There is much to learn from ancient pockets of study and wisdom, but they are just pockets. Few will dig into them till they need to and need is relative to obvious failure. "Obvious" is relative to the vision of the seer and some "crackpots" are much better at looking ahead than the average clod buster vast majority who ignores them and depends entirely on tradition. England is a limited space and would naturally seek what it takes to survive it as it became apparent that colonies weren't doing the job.

Wisdom for the sake of wisdom, a rarity, un-common sense, flies in the face of tradition and collects in pockets to survive witch hunts.
 Hunter / gatherer techniques are limited by ability over planning.
Give an average beaver a chain saw and a market for wood... and see how much he really cares about conservation.
I'll bet it never occurs to him till there are a lot more stumps than trees.
THEN, he might consult the acorn burying squirrels in that pocket of squirrel houses too remote to cut down, to satisfy a need for new trees. If he can't make but just so many stumps and there aren't too many beavers trying their limited best, there's no need to think about not enough trees at all. That's not "wisdom", no need for it.
  Without ability, intent is completely irrelevant.
But too many beavers with a market for rolling stone heads around makes Easter Island a barren Island devoid of beavers despite the limitations. That's not wisdom either, but it is certainly a need for it. And it's found where it is, in study of unknown alternatives and in pockets of gathered "crackpot" witches that enhance the study. "People" are smart? Nope, they like to be told they're smart by tradition. Tradition doesn't look, see or think...it just repeats, resisting any change. Fortunately, it tends to leak a bit, as needed, but usually a little bit late and a bit too slow, in GREAT need. It too, doesn't do different till it must. The continuity of result is endless suffering and looming potential for more of the same. Perhaps like *Freedom and Security*, tradition and wisdom should never be used in the same sentence.

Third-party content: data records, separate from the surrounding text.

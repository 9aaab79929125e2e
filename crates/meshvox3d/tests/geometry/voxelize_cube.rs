use crate::shapes::unit_cube;
use meshvox3d::bounding_volume::Aabb;
use meshvox3d::math::Point;
use meshvox3d::shape::MeshBuilder;
use meshvox3d::transformation::voxelization::{Voxelizer, VoxelizerConfig};

fn config(resolution: u32, simplify: bool) -> VoxelizerConfig {
    VoxelizerConfig {
        resolution,
        simplify,
        ..VoxelizerConfig::default()
    }
}

#[test]
fn unit_cube_at_resolution_1() {
    let mesh = unit_cube();
    let expected = vec![Aabb::new(Point::origin(), Point::new(1.0, 1.0, 1.0))];

    for simplify in [false, true] {
        let boxes = Voxelizer::new(&mesh, config(1, simplify))
            .unwrap()
            .voxelize()
            .unwrap();
        assert_eq!(boxes, expected);
    }
}

#[test]
fn unit_cube_at_resolution_2() {
    let mesh = unit_cube();
    let voxelizer = Voxelizer::new(&mesh, config(2, false)).unwrap();
    let voxelization = voxelizer.run().unwrap();

    assert_eq!(voxelization.grid().len(), 27);
    assert_eq!(voxelization.num_occupied(), 8);
    assert!(voxelization
        .occupied_cells()
        .all(|cell| cell.iter().all(|i| *i == 0 || *i == 1)));

    let boxes = voxelization.boxes();
    assert_eq!(boxes.len(), 8);
    assert_eq!(
        boxes[0],
        Aabb::new(Point::origin(), Point::new(0.5, 0.5, 0.5))
    );
    assert_eq!(
        boxes[1],
        Aabb::new(Point::new(0.0, 0.0, 0.5), Point::new(0.5, 0.5, 1.0))
    );
    assert!(boxes.iter().all(|b| b.volume() == 0.125));

    let simplified = Voxelizer::new(&mesh, config(2, true))
        .unwrap()
        .voxelize()
        .unwrap();
    assert_eq!(
        simplified,
        vec![Aabb::new(Point::origin(), Point::new(1.0, 1.0, 1.0))]
    );
}

#[test]
fn empty_mesh_yields_no_box() {
    let mesh = MeshBuilder::new("nothing").build().unwrap();
    let boxes = Voxelizer::new(&mesh, VoxelizerConfig::default())
        .unwrap()
        .voxelize()
        .unwrap();
    assert!(boxes.is_empty());
}
//! Definition of the triangle shape.

use crate::math::{Point, Real, UnitVector, Vector};
use na::Unit;

/// A triangle shape.
#[cfg_attr(feature = "serde-serialize", derive(Serialize, Deserialize))]
#[repr(C)]
#[derive(PartialEq, Debug, Copy, Clone)]
pub struct Triangle {
    /// The triangle first point.
    pub a: Point<Real>,
    /// The triangle second point.
    pub b: Point<Real>,
    /// The triangle third point.
    pub c: Point<Real>,
}

impl From<[Point<Real>; 3]> for Triangle {
    fn from(arr: [Point<Real>; 3]) -> Self {
        Self::new(arr[0], arr[1], arr[2])
    }
}

impl Triangle {
    /// Creates a triangle from three points.
    #[inline]
    pub fn new(a: Point<Real>, b: Point<Real>, c: Point<Real>) -> Triangle {
        Triangle { a, b, c }
    }

    /// The vertices of this triangle.
    #[inline]
    pub fn vertices(&self) -> [Point<Real>; 3] {
        [self.a, self.b, self.c]
    }

    /// The normal of this triangle assuming it is oriented counter-clockwise.
    ///
    /// Returns `None` if the triangle is degenerate.
    #[inline]
    pub fn normal(&self) -> Option<UnitVector<Real>> {
        Unit::try_new(self.scaled_normal(), crate::math::DEFAULT_EPSILON)
    }

    /// A vector normal of this triangle.
    ///
    /// The vector points such that it is collinear to `AB × AC` (where `×` denotes the cross
    /// product).
    #[inline]
    pub fn scaled_normal(&self) -> Vector<Real> {
        let ab = self.b - self.a;
        let ac = self.c - self.a;
        ab.cross(&ac)
    }

    /// The three edges scaled directions of this triangle: [B - A, C - B, A - C].
    #[inline]
    pub fn edges_scaled_directions(&self) -> [Vector<Real>; 3] {
        [self.b - self.a, self.c - self.b, self.a - self.c]
    }
}

#[cfg(test)]
mod test {
    use crate::math::{Point, Vector};
    use crate::shape::Triangle;

    #[test]
    fn normal_follows_counter_clockwise_winding() {
        let tri = Triangle::new(
            Point::origin(),
            Point::new(1.0, 0.0, 0.0),
            Point::new(0.0, 1.0, 0.0),
        );
        assert_relative_eq!(tri.normal().unwrap().into_inner(), Vector::z());

        let flipped = Triangle::new(tri.a, tri.c, tri.b);
        assert_relative_eq!(flipped.normal().unwrap().into_inner(), -Vector::z());
    }

    #[test]
    fn degenerate_triangle_has_no_normal() {
        let tri = Triangle::new(
            Point::origin(),
            Point::new(1.0, 1.0, 1.0),
            Point::new(2.0, 2.0, 2.0),
        );
        assert!(tri.normal().is_none());
    }
}
// crates/streamcut-media/src/hls.rs
//
// StreamDecoder: stateful decoder for one remote HLS rendition.
// FFmpeg's demuxer handles the playlist/segment plumbing; this wraps it
// into open → seek → next_frame with RGBA output sized for display.

use std::path::PathBuf;

use anyhow::Result;

use ffmpeg_the_third as ffmpeg;
use ffmpeg::format::{input, Pixel};
use ffmpeg::media::Type;
use ffmpeg::software::scaling::{context::Context as SwsContext, flag::Flags};

/// Display width frames are scaled to. Height follows the source ratio.
const OUT_WIDTH: u32 = 640;

pub(crate) fn secs_to_pts(t: f64, tb_num: i32, tb_den: i32) -> i64 {
    (t * tb_den as f64 / tb_num as f64) as i64
}

pub(crate) fn pts_to_secs(pts: i64, tb_num: i32, tb_den: i32) -> f64 {
    pts as f64 * tb_num as f64 / tb_den as f64
}

pub struct StreamDecoder {
    pub url:   String,
    ictx:      ffmpeg::format::context::Input,
    decoder:   ffmpeg::decoder::video::Video,
    video_idx: usize,
    tb_num:    i32,
    tb_den:    i32,
    last_pts:  i64,
    /// Frames with pts below this are decoded but not emitted — burns
    /// through the GOP after a keyframe-aligned seek.
    skip_until_pts: i64,
    duration:  f64,
    src_w:     u32,
    src_h:     u32,
    out_w:     u32,
    out_h:     u32,
    scaler:    SwsContext,
}

impl StreamDecoder {
    /// Open the rendition at `url` and position at `start_at` seconds.
    /// FFmpeg treats the target string as its input, so the same path works
    /// for https playlists and local files (tests use the latter).
    pub fn open(url: &str, start_at: f64) -> Result<Self> {
        let target = PathBuf::from(url);
        let mut ictx = input(&target)?;

        let video_idx = ictx.streams().best(Type::Video)
            .ok_or_else(|| anyhow::anyhow!("no video stream in rendition"))?
            .index();

        let (tb_num, tb_den, src_w, src_h) = {
            let stream = ictx.stream(video_idx).unwrap();
            let tb = stream.time_base();
            let (w, h) = unsafe {
                let p = stream.parameters().as_ptr();
                ((*p).width as u32, (*p).height as u32)
            };
            (tb.numerator(), tb.denominator(), w, h)
        };

        let duration = {
            let d = ictx.duration() as f64 / ffmpeg::ffi::AV_TIME_BASE as f64;
            if d > 0.0 {
                d
            } else {
                // Live-edge playlists report no container duration; fall
                // back to the stream header, which may also be zero.
                let stream = ictx.stream(video_idx).unwrap();
                stream.duration() as f64 * tb_num as f64 / tb_den as f64
            }
        };

        let seek_pts = secs_to_pts(start_at.max(0.0), tb_num, tb_den);
        if seek_pts > 0 {
            let _ = ictx.seek(seek_pts, ..=seek_pts);
        }

        // Second context for decoder params (Parameters borrows from ictx).
        let ictx2   = input(&target)?;
        let stream2 = ictx2.stream(video_idx).unwrap();
        let dec_ctx = ffmpeg::codec::context::Context::from_parameters(stream2.parameters())?;
        let decoder = dec_ctx.decoder().video()?;

        let out_w = OUT_WIDTH.min(src_w.max(2));
        let out_h = ((out_w as u64 * src_h.max(2) as u64 / src_w.max(2) as u64) as u32)
            .max(2) & !1;

        let scaler = SwsContext::get(
            decoder.format(), decoder.width(), decoder.height(),
            Pixel::RGBA, out_w, out_h, Flags::BILINEAR,
        )?;

        Ok(Self {
            url: url.to_string(),
            ictx, decoder, video_idx,
            tb_num, tb_den,
            last_pts: seek_pts,
            skip_until_pts: seek_pts,
            duration, src_w, src_h, out_w, out_h, scaler,
        })
    }

    pub fn duration(&self) -> f64 {
        self.duration
    }

    pub fn size(&self) -> (u32, u32) {
        (self.src_w, self.src_h)
    }

    /// Jump to `t` seconds. Seeks the demuxer to the enclosing keyframe,
    /// flushes the decoder, and arms skip_until_pts so the next emitted
    /// frame is at or past the target.
    pub fn seek(&mut self, t: f64) -> Result<()> {
        let target = secs_to_pts(t.max(0.0), self.tb_num, self.tb_den);
        self.ictx.seek(target, ..=target)?;
        self.decoder.flush();
        self.last_pts       = target;
        self.skip_until_pts = target;
        Ok(())
    }

    /// Decode until the next presentable frame. Returns
    /// `(rgba, w, h, ts_secs)`, or None at end of stream.
    pub fn next_frame(&mut self) -> Option<(Vec<u8>, u32, u32, f64)> {
        for (stream, packet) in self.ictx.packets().flatten() {
            if stream.index() != self.video_idx { continue; }
            if self.decoder.send_packet(&packet).is_err() { continue; }
            let mut decoded = ffmpeg::util::frame::video::Video::empty();
            while self.decoder.receive_frame(&mut decoded).is_ok() {
                let pts = decoded.pts().unwrap_or(self.last_pts + 1);
                self.last_pts = pts;
                // Post-seek GOP burn: decode but don't emit.
                if pts + 2 < self.skip_until_pts { continue; }

                let mut out = ffmpeg::util::frame::video::Video::empty();
                if self.scaler.run(&decoded, &mut out).is_err() { return None; }

                // Destripe: copy only visible pixels, not stride padding.
                let stride = out.stride(0);
                let raw    = out.data(0);
                let row    = self.out_w as usize * 4;
                let data: Vec<u8> = (0..self.out_h as usize)
                    .flat_map(|r| {
                        let s = r * stride;
                        &raw[s..s + row]
                    })
                    .copied()
                    .collect();

                let ts = pts_to_secs(pts, self.tb_num, self.tb_den);
                return Some((data, self.out_w, self.out_h, ts));
            }
        }
        None
    }
}

#[cfg(test)]
mod tests {
    use super::*;

    #[test]
    fn pts_round_trips_through_seconds() {
        // 90 kHz clock, the usual HLS time base.
        let pts = secs_to_pts(12.5, 1, 90_000);
        assert_eq!(pts, 1_125_000);
        assert!((pts_to_secs(pts, 1, 90_000) - 12.5).abs() < 1e-9);
    }

    #[test]
    fn fractional_time_bases_convert() {
        // 1/1000 time base (webm-style).
        assert_eq!(secs_to_pts(3.2, 1, 1000), 3200);
        assert!((pts_to_secs(3200, 1, 1000) - 3.2).abs() < 1e-9);
    }
}
// crates/streamcut-api/src/poster.rs
//
// Poster probing: fetch the asset's poster PNG and read its dimensions.
// The player is sized from the poster rather than the video stream — some
// renditions misreport display aspect until several segments in, while the
// poster is correct from the first byte.

use crate::error::ApiError;

/// Fetch the poster at `url`. Returns the raw PNG bytes plus decoded
/// (width, height). The bytes are kept so the UI can reuse them as the
/// library thumbnail without a second fetch.
pub fn fetch_poster(agent: &ureq::Agent, url: &str) -> Result<(Vec<u8>, u32, u32), ApiError> {
    let mut resp = agent.get(url).call()?;
    let bytes = resp.body_mut().read_to_vec().map_err(ApiError::from)?;
    let (w, h) = poster_size(&bytes)?;
    Ok((bytes, w, h))
}

/// Decode only the PNG header — enough for dimensions, no pixel work.
pub fn poster_size(bytes: &[u8]) -> Result<(u32, u32), ApiError> {
    let decoder = png::Decoder::new(std::io::Cursor::new(bytes));
    let reader = decoder.read_info()?;
    let info = reader.info();
    Ok((info.width, info.height))
}

#[cfg(test)]
mod tests {
    use super::*;

    /// Minimal in-memory PNG of the given size, grayscale.
    fn make_png(width: u32, height: u32) -> Vec<u8> {
        let mut out = Vec::new();
        {
            let mut encoder = png::Encoder::new(&mut out, width, height);
            encoder.set_color(png::ColorType::Grayscale);
            encoder.set_depth(png::BitDepth::Eight);
            let mut writer = encoder.write_header().unwrap();
            writer
                .write_image_data(&vec![0u8; (width * height) as usize])
                .unwrap();
        }
        out
    }

    #[test]
    fn size_comes_from_the_header() {
        let bytes = make_png(320, 180);
        assert_eq!(poster_size(&bytes).unwrap(), (320, 180));
    }

    #[test]
    fn portrait_poster() {
        let bytes = make_png(9, 16);
        assert_eq!(poster_size(&bytes).unwrap(), (9, 16));
    }

    #[test]
    fn garbage_bytes_are_an_error() {
        assert!(poster_size(b"not a png").is_err());
    }
}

 Learning to walk is isolated steps buried under many falls.
Yes, the steps exist amongst the falls, but the falls prevail till pain makes the reference; It's not here *or* there, it's here *and* there.
And THEN, we learn to dance.
Eventually fly, but we're talking quite a few crashes for a while in traditional gliders while jet research is being done by isolated crackpots laying the ground work for inter planetary rockets. Progress for the majority is fits, starts, backtracks and painful repeated error.

Ode

At 04:16 PM 9/11/2007 +0100, you wrote:



--On 11 September 2007 07:52:46 -0400 Ode Coyote <[email protected]> wrote:

Organic/ sustainable farming as we know it and believe it's old,  is a
'New" thing, borne of desperation as we go into another sort of Dust
Bowl, still in development by  wacko hippies who can read hand writing on
walls with no where left to move to.
  It's being developed by methodical science, study and experimentation,
not replicated from centuries of ignorance.

In the "old days" life was ignorant, hard and short for the majority of
folks.

Well, I see what you say regarding America. In europe there is the biodynamic farming which is the mixed farming techniques of Germany's Rudolph Steiner going back to the 1920's and its roots in old practices. His research was clairvoyant. In England similar small mixed farms were the norm until the 1950's and after.

Then there's the vedic farming systems going back pre-5000 years, which are also settled mixed farming. Neither depend on slash and burn. IN the fragile and extensive Himalaya you can observe settled mixed farming in a symbiosis with its environment, with the build up of rich soils. IN fact these practices extend to high altitude alpine grazing land, from where manure is carried down like precious nuggets in baskets on mules, and irrigation channels are cut. Then there's the ancient practices of farming on the upper Nile, with yearly flooding and enrichment of soils. It's not canalised, but again lived upon in symbiosis.

SLash and burn techniques as practised by colonisers with plantations and ranches is different from hunter gather slash and burn techniques in Africa, for several reasons, not least motive. The practice was to make small clearings, and not extend them, but move on to allow rapid re-growth.

John, Libertarian, Faithful, Freedom Fighter.